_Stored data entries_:
-- Opening Marker --

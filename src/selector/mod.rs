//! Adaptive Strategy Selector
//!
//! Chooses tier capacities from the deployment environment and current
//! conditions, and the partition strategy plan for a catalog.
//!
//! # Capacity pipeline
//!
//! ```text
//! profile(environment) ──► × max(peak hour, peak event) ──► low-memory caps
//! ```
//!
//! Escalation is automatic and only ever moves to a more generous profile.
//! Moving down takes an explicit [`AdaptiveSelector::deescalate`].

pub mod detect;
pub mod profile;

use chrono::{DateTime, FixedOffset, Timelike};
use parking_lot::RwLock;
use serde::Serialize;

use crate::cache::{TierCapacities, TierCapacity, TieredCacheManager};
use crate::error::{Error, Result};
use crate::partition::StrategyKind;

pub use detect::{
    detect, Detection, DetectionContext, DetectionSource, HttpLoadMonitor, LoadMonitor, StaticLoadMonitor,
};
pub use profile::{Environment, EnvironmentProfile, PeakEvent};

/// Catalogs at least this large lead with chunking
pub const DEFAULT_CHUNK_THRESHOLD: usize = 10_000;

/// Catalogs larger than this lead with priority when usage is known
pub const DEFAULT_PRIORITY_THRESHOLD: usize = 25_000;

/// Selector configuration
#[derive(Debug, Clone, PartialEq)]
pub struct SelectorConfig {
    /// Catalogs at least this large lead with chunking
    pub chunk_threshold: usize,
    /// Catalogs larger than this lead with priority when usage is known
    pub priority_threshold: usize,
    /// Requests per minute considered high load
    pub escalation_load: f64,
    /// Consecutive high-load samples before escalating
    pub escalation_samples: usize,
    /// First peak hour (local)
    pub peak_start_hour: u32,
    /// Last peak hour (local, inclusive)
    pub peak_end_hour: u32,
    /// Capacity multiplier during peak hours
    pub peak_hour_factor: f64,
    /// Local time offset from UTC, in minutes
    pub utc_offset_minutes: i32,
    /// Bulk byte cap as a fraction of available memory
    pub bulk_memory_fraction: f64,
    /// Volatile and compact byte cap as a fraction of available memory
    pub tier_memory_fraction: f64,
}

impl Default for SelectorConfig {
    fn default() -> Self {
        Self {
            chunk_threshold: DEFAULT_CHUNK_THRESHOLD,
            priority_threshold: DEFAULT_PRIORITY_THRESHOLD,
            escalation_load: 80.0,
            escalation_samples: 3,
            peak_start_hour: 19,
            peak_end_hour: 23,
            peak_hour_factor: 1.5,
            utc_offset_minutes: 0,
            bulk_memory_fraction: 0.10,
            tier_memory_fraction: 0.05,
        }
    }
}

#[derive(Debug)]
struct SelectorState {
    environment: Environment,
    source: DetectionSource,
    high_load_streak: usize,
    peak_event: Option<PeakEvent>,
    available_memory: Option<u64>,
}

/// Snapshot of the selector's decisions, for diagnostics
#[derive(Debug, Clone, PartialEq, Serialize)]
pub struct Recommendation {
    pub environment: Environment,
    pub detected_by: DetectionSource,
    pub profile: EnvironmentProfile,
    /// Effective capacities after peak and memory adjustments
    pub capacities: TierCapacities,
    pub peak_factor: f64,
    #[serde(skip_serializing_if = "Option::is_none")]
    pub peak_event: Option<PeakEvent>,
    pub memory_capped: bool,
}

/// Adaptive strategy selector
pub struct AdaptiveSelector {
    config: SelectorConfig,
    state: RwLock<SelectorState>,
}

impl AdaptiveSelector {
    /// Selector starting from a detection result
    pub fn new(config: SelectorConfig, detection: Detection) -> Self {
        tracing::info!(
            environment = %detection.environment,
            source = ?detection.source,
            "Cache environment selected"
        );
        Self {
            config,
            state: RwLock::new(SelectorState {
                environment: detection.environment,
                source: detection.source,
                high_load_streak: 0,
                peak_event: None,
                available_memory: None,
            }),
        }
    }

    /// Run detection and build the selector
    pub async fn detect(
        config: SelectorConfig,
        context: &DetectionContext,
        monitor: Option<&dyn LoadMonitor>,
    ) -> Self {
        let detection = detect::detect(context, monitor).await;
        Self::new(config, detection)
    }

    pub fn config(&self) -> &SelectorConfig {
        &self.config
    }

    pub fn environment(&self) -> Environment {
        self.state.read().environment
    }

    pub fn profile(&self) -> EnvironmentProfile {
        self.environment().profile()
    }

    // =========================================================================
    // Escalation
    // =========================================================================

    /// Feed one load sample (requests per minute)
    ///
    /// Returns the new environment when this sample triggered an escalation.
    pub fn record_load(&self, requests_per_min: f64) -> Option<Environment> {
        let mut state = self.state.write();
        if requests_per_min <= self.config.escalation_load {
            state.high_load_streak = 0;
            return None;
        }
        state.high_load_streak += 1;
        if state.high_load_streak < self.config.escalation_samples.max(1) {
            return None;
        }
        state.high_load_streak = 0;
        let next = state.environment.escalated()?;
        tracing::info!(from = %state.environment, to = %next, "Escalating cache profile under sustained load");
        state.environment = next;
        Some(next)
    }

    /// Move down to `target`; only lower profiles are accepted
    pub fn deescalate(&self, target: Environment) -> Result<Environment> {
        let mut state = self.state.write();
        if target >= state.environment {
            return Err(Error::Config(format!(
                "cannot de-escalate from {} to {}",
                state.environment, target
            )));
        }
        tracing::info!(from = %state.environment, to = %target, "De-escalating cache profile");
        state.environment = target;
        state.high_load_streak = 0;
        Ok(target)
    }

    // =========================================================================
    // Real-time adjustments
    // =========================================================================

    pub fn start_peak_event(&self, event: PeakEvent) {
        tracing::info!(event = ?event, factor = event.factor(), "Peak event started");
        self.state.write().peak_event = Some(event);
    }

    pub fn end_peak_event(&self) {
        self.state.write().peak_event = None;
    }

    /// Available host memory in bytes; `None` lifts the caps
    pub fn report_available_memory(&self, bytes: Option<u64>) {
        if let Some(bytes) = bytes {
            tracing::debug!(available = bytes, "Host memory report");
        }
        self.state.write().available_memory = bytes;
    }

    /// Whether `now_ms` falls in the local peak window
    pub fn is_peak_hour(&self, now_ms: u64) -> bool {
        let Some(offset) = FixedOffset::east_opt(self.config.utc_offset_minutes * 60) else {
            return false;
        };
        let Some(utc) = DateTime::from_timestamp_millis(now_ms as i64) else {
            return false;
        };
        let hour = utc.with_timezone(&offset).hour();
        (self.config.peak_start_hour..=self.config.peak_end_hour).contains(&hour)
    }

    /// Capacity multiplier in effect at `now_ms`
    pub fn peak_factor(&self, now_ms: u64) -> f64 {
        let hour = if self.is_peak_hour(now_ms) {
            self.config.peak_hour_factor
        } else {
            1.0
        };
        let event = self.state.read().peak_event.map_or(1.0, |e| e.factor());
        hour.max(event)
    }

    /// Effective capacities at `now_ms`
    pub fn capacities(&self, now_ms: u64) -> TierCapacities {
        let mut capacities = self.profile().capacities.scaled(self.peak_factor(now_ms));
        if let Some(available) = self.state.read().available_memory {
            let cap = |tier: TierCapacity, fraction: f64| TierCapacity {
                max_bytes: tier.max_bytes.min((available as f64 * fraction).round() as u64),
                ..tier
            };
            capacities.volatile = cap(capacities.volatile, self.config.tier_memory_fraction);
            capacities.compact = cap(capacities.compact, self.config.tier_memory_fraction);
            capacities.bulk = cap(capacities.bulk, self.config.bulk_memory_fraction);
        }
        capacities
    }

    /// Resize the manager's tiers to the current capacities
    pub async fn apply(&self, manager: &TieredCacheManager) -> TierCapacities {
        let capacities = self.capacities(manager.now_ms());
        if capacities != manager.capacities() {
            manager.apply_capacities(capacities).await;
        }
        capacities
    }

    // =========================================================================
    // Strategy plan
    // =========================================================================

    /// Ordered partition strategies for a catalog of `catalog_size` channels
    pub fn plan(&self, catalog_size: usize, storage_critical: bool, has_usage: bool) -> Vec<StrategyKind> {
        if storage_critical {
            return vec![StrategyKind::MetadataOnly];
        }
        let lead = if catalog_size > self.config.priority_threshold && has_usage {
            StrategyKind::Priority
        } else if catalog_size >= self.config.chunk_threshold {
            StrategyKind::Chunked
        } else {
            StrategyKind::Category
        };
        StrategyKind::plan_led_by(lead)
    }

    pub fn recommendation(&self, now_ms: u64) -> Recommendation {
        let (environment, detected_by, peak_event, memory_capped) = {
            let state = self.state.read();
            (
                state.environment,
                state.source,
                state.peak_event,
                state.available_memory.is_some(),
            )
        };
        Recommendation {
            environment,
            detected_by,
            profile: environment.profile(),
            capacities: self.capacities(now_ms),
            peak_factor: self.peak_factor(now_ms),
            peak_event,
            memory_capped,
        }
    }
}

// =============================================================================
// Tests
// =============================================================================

-- Closing Marker --

The lines holding the word "caps" are the answer. Pull them out of the records and copy them.

//! profile(environment) ──► × max(peak hour, peak event) ──► low-memory caps
    /// Available host memory in bytes; `None` lifts the caps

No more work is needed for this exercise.